North Korea to create 'terror' with Juche Bird launch after coronavirus delay

North Korea will aim to create “psychological terror” by launching the so-called “Juche Bird” missile after the coronavirus seemingly slowed the weapon’s development, an expert claims.

Professor Sung-Yoon Lee, from Tufts University’s Fletcher School of Law and Diplomacy in the US, claimed that If such a test took place, Pyongyang would attach a live nuclear warhead to an intercontinental ballistic missile.

The weapon would then travel across the Pacific Ocean before exploding, marking the world’s first atmospheric nuclear test since 1980.

Professor Lee believes the pandemic may have slowed progress – but believes such a test is almost inevitable.

He told Daily Star Online: “Last December, Kim Jong-un basically threatened to do something major, to introduce a new strategic weapon and we haven’t seen one yet.



“I think they probably had it in mind to do that early in the year and then the pandemic hit everyone.”

In 2017, the hermit kingdom’s foreign minister Ri Yong-ho also warned it could test a powerful hydrogen bomb over the Pacific Ocean after US President Donald Trump threatened to “totally destroy” North Korea.

Commenting on his remarks, Prof Lee added: “When North Korea is very specific like that, as relating to what the great leader intends, it’s usually not just an empty threat.

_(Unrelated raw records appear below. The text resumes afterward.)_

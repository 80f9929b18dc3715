//! Instantiates and initializes services in resolved order.

use std::panic::AssertUnwindSafe;
use std::sync::Arc;

use futures::FutureExt;

use crate::plugins::{PluginCatalog, PluginDescriptor, PluginError, panic_message};
use crate::registry::{ServiceEntry, ServiceRegistry};

/// Builds the [`ServiceRegistry`] for one boot.
pub struct ServiceLoader<'a> {
    catalog: &'a PluginCatalog,
}

impl<'a> ServiceLoader<'a> {
    /// Create a new loader drawing factories from `catalog`.
    pub fn new(catalog: &'a PluginCatalog) -> Self {
        Self { catalog }
    }

    /// Loads `order` one service at a time, each `init` completing before
    /// the next service starts. Each factory sees the services loaded before
    /// it. A failing service is logged and left out; the rest still load.
    pub async fn load(
        &self,
        order: &[String],
        descriptors: &crate::plugins::DescriptorSet,
    ) -> ServiceRegistry {
        let mut registry = ServiceRegistry::new();

        for name in order {
            let Some(descriptor) = descriptors.get(name) else {
                tracing::warn!(service = %name, "No descriptor for ordered service");
                continue;
            };

            match self.load_one(&registry, descriptor).await {
                Ok(entry) => {
                    if let Err(e) = registry.register(entry) {
                        tracing::warn!(service = %name, error = %e, "Service registration failed");
                    } else {
                        tracing::debug!(service = %name, "Service loaded");
                    }
                }
                Err(e) => {
                    tracing::warn!(service = %name, error = %e, "Failed to load service");
                }
            }
        }

        registry
    }

    async fn load_one(
        &self,
        loaded: &ServiceRegistry,
        descriptor: &Arc<PluginDescriptor>,
    ) -> Result<ServiceEntry, PluginError> {
        let name = descriptor.name.as_str();
        let instance = self.catalog.instantiate_service(name, loaded)?;

        let init = AssertUnwindSafe(instance.init(&descriptor.config))
            .catch_unwind()
            .await;
        match init {
            Ok(Ok(())) => Ok(ServiceEntry::new(Arc::clone(descriptor), instance)),
            Ok(Err(e)) => Err(PluginError::Init {
                name: name.to_string(),
                message: e.to_string(),
            }),
            Err(payload) => Err(PluginError::Init {
                name: name.to_string(),
                message: panic_message(payload.as_ref()),
            }),
        }
    }
}

#[cfg(test)]
mod tests {
    use super::*;
    use std::any::Any;
    use std::sync::Mutex;

    use async_trait::async_trait;
    use serde_json::{Value, json};

    use crate::plugins::{DescriptorSet, PluginKind, Service};

    struct Recording {
        name: &'static str,
        log: Arc<Mutex<Vec<String>>>,
        fail: bool,
    }

    #[async_trait]
    impl Service for Recording {
        fn as_any(&self) -> &dyn Any {
            self
        }

        async fn init(&self, config: &Value) -> crate::Result<()> {
            tokio::task::yield_now().await;
            self.log
                .lock()
                .unwrap()
                .push(format!("{}:{}", self.name, config));
            if self.fail {
                return Err(crate::Error::Config(format!("{} refused", self.name)));
            }
            Ok(())
        }
    }

    fn catalog(log: &Arc<Mutex<Vec<String>>>, failing: &[&'static str]) -> PluginCatalog {
        let mut catalog = PluginCatalog::new();
        for name in ["storage", "theme", "api"] {
            let log = Arc::clone(log);
            let fail = failing.contains(&name);
            catalog = catalog.service(name, move |_| {
                Ok(Arc::new(Recording {
                    name,
                    log: Arc::clone(&log),
                    fail,
                }) as Arc<dyn Service>)
            });
        }
        catalog.service("exploding", |_| panic!("constructor blew up"))
    }

    fn descriptors(names: &[&str]) -> DescriptorSet {
        names.iter().map(|n| PluginDescriptor::new(*n)).collect()
    }

    fn order(names: &[&str]) -> Vec<String> {
        names.iter().map(|n| n.to_string()).collect()
    }

    #[tokio::test]
    async fn test_init_runs_sequentially_in_order() {
        let log = Arc::new(Mutex::new(Vec::new()));
        let catalog = catalog(&log, &[]);
        let mut set = descriptors(&["theme", "api"]);
        set.insert(PluginDescriptor::new("storage").with_config(json!({"prefix": "app_"})));

        let registry = ServiceLoader::new(&catalog)
            .load(&order(&["storage", "theme", "api"]), &set)
            .await;

        assert_eq!(registry.names(), vec!["storage", "theme", "api"]);
        assert_eq!(
            *log.lock().unwrap(),
            vec![r#"storage:{"prefix":"app_"}"#, "theme:{}", "api:{}"]
        );
    }

    #[tokio::test]
    async fn test_factory_sees_earlier_services() {
        let log = Arc::new(Mutex::new(Vec::new()));
        let seen = Arc::new(Mutex::new(Vec::new()));
        let seen_by_factory = Arc::clone(&seen);
        let catalog = catalog(&log, &[]).service("reports", move |services| {
            seen_by_factory
                .lock()
                .unwrap()
                .extend(services.names().iter().map(|n| n.to_string()));
            services
                .get("storage")
                .map(|entry| Arc::clone(entry.instance()))
                .ok_or_else(|| PluginError::instantiate(PluginKind::Service, "reports", "storage not loaded"))
        });

        let names = ["storage", "theme", "reports"];
        let registry = ServiceLoader::new(&catalog)
            .load(&order(&names), &descriptors(&names))
            .await;

        assert_eq!(registry.names(), vec!["storage", "theme", "reports"]);
        assert_eq!(*seen.lock().unwrap(), vec!["storage", "theme"]);
        assert!(Arc::ptr_eq(
            registry.get("reports").unwrap().instance(),
            registry.get("storage").unwrap().instance()
        ));
    }

    #[tokio::test]
    async fn test_failures_are_isolated() {
        let log = Arc::new(Mutex::new(Vec::new()));
        let catalog = catalog(&log, &["theme"]);
        let set = descriptors(&["storage", "theme", "exploding", "missing", "api"]);

        let registry = ServiceLoader::new(&catalog)
            .load(&order(&["storage", "theme", "exploding", "missing", "api"]), &set)
            .await;

        assert_eq!(registry.names(), vec!["storage", "api"]);
        assert!(registry.get("theme").is_none());
    }

    #[tokio::test]
    async fn test_init_panic_is_isolated() {
        struct Panicky;

        #[async_trait]
        impl Service for Panicky {
            fn as_any(&self) -> &dyn Any {
                self
            }

            async fn init(&self, _config: &Value) -> crate::Result<()> {
                panic!("init panicked");
            }
        }

        let catalog = PluginCatalog::new()
            .service("panicky", |_| Ok(Arc::new(Panicky) as Arc<dyn Service>));
        let registry = ServiceLoader::new(&catalog)
            .load(&order(&["panicky"]), &descriptors(&["panicky"]))
            .await;
        assert!(registry.is_empty());
    }
}
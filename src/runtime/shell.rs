use tokio::sync::mpsc;

use super::{BootReport, RuntimeContext};
use crate::registry::ServiceRegistry;
use crate::router::{NavigationError, Router, RouterState};

pub const APP_ERROR_MESSAGE: &str = "Failed to load application. Please try refreshing the page.";

/// What the host should display right now.
#[derive(Debug, Clone, PartialEq, Eq)]
pub enum ShellView {
    /// `start` has not run yet.
    Loading,
    Content { module: String, html: String },
    NotFound { html: String },
    /// Nothing could be mounted. `retry` means a refresh may help.
    Error { message: String, retry: bool },
}

/// A booted runtime: context, router and navigation.
pub struct Shell {
    context: RuntimeContext,
    router: Router,
    report: BootReport,
    started: bool,
}

impl Shell {
    pub(crate) fn new(context: RuntimeContext, router: Router, report: BootReport) -> Self {
        Self {
            context,
            router,
            report,
            started: false,
        }
    }

    /// Resolves the initial location. Failures are logged and surface
    /// through [`Shell::view`].
    pub async fn start(&mut self, location: &str) {
        self.started = true;
        if self.router.modules().is_empty() {
            tracing::error!("No modules loaded, nothing to show");
            return;
        }
        if let Err(e) = self.router.navigate(location).await {
            tracing::error!(location, error = %e, "Initial navigation failed");
        }
    }

    pub async fn navigate(&mut self, token: &str) -> Result<&RouterState, NavigationError> {
        self.router.navigate(token).await
    }

    pub async fn serve(&mut self, events: mpsc::Receiver<String>) {
        self.router.serve(events).await;
    }

    pub fn view(&self) -> ShellView {
        if !self.started {
            return ShellView::Loading;
        }
        match self.router.state() {
            _ if self.router.modules().is_empty() => app_error(),
            RouterState::Mounted(module) => ShellView::Content {
                module: module.clone(),
                html: self.router.region().html().to_string(),
            },
            RouterState::NotFound => ShellView::NotFound {
                html: self.router.region().html().to_string(),
            },
            RouterState::Idle | RouterState::Unmounting(_) => app_error(),
        }
    }

    /// Navigation menu followed by the current view.
    pub fn render_html(&self) -> String {
        let body = match self.view() {
            ShellView::Loading => "<div class=\"loading\"></div>".to_string(),
            ShellView::Content { html, .. } | ShellView::NotFound { html } => html,
            ShellView::Error { message, .. } => format!(
                "<div class=\"app-error\"><p>{message}</p>\
                 <button data-action=\"retry\">Retry</button></div>"
            ),
        };
        format!(
            "<nav>{}</nav><main>{}</main>",
            self.router.nav().render_html(),
            body
        )
    }

    pub fn context(&self) -> &RuntimeContext {
        &self.context
    }

    pub fn services(&self) -> &ServiceRegistry {
        self.context.services()
    }

    pub fn router(&self) -> &Router {
        &self.router
    }

    pub fn router_mut(&mut self) -> &mut Router {
        &mut self.router
    }

    pub fn report(&self) -> &BootReport {
        &self.report
    }

    /// Tears down the mounted module. Returns the last shown location.
    pub fn shutdown(mut self) -> Option<String> {
        let location = self.router.location().map(str::to_string);
        self.router.unmount_current();
        location
    }
}

fn app_error() -> ShellView {
    ShellView::Error {
        message: APP_ERROR_MESSAGE.to_string(),
        retry: true,
    }
}

impl std::fmt::Debug for Shell {
    fn fmt(&self, f: &mut std::fmt::Formatter<'_>) -> std::fmt::Result {
        f.debug_struct("Shell")
            .field("router", &self.router)
            .field("report", &self.report)
            .field("started", &self.started)
            .finish_non_exhaustive()
    }
}
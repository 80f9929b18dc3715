//! Persistent memory of discovered names, backed by any config provider.
//!
//! Every failure here is logged and read as "absent": a broken store never
//! stops discovery.

use std::sync::Arc;

use crate::config::{ConfigProvider, ConfigProviderExt, MemoryConfigProvider};
use crate::plugins::PluginKind;

pub const MODULES_KEY: &str = "app_discoveredModules";
pub const SERVICES_KEY: &str = "app_discoveredServices";
pub const QUIET_MODE_KEY: &str = "app_discoveryQuietMode";

/// Reads and writes the remembered name lists and the quiet-mode flag.
#[derive(Clone)]
pub struct CapabilityStore {
    provider: Arc<dyn ConfigProvider>,
}

impl CapabilityStore {
    /// Create a new store on top of `provider`.
    pub fn new(provider: Arc<dyn ConfigProvider>) -> Self {
        Self { provider }
    }

    /// Session-only store.
    pub fn in_memory() -> Self {
        Self::new(Arc::new(MemoryConfigProvider::named("capabilities")))
    }

    /// Get the storage key holding the name list for `kind`.
    pub fn key(kind: PluginKind) -> &'static str {
        match kind {
            PluginKind::Module => MODULES_KEY,
            PluginKind::Service => SERVICES_KEY,
        }
    }

    /// Get the backing provider.
    pub fn provider(&self) -> &Arc<dyn ConfigProvider> {
        &self.provider
    }

    /// Remembered names for `kind`, or `None` when nothing usable is stored.
    pub async fn load_names(&self, kind: PluginKind) -> Option<Vec<String>> {
        let key = Self::key(kind);
        match self.provider.get::<Vec<String>>(key).await {
            Ok(names) => names,
            Err(e) => {
                tracing::warn!(
                    provider = self.provider.name(),
                    key,
                    error = %e,
                    "Ignoring unreadable capability entry"
                );
                None
            }
        }
    }

    /// Replace the remembered names for `kind`. Returns `false` when the
    /// write did not go through.
    pub async fn save_names(&self, kind: PluginKind, names: &[String]) -> bool {
        let key = Self::key(kind);
        match self.provider.set(key, &names).await {
            Ok(()) => true,
            Err(e) => {
                tracing::warn!(
                    provider = self.provider.name(),
                    key,
                    error = %e,
                    "Failed to persist discovered names"
                );
                false
            }
        }
    }

    /// Get the persisted quiet-mode flag, if one was ever saved.
    pub async fn quiet_mode(&self) -> Option<bool> {
        match self.provider.get::<bool>(QUIET_MODE_KEY).await {
            Ok(quiet) => quiet,
            Err(e) => {
                tracing::warn!(key = QUIET_MODE_KEY, error = %e, "Ignoring unreadable quiet mode");
                None
            }
        }
    }

    /// Persist the quiet-mode flag.
    pub async fn set_quiet_mode(&self, quiet: bool) -> bool {
        match self.provider.set(QUIET_MODE_KEY, &quiet).await {
            Ok(()) => true,
            Err(e) => {
                tracing::warn!(key = QUIET_MODE_KEY, error = %e, "Failed to persist quiet mode");
                false
            }
        }
    }

    /// Forgets both name lists. Quiet mode is kept.
    pub async fn clear(&self) {
        for kind in PluginKind::ALL {
            if let Err(e) = self.provider.delete(Self::key(kind)).await {
                tracing::warn!(key = Self::key(kind), error = %e, "Failed to clear capability entry");
            }
        }
    }
}

impl std::fmt::Debug for CapabilityStore {
    fn fmt(&self, f: &mut std::fmt::Formatter<'_>) -> std::fmt::Result {
        f.debug_struct("CapabilityStore")
            .field("provider", &self.provider.name())
            .finish()
    }
}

“I think North Korea has even the technical, political need to cross that threshold – to demonstrate to the world and to instil psychological terror in the world by having a mushroom cloud explode visibly in the air or in outer space.”



He continued: “I would actually be surprised if North Korea withheld, refrained from carrying out such a test over the course of the next several years.”

Last month, a US Army report warned Pyongyang has up to 60 nuclear weapons and a 5,000-tonne stockpile of chemical weapons.

The calculations were made in a report by the US Department of the Army, called North Korean tactics.

Sections warn the regime may be able to obtain 100 such weapons by the end of this year, South Korean news agency Yonhap reported.

It reads: “Estimates for North Korean nuclear weapons range from 20-60 bombs, with the capability to produce six new devices each year.”



North Korea is supposedly the third biggest possessor of chemical agents, with 2,500-5,000 tonnes and 20 different types, the research adds.

Last weekend, Chang Song-min, an ex-aide to late-South Korean president Kim Dae-jung, claimed that Kim was comatose following similar reports in April .

He also said that Kim was preparing to hand over the reins to younger sister Kim Yo-jong, 33.

However, pictures later emerged of the tyrant chairing a coronavirus meeting and visiting cornfields damaged by a typhoon.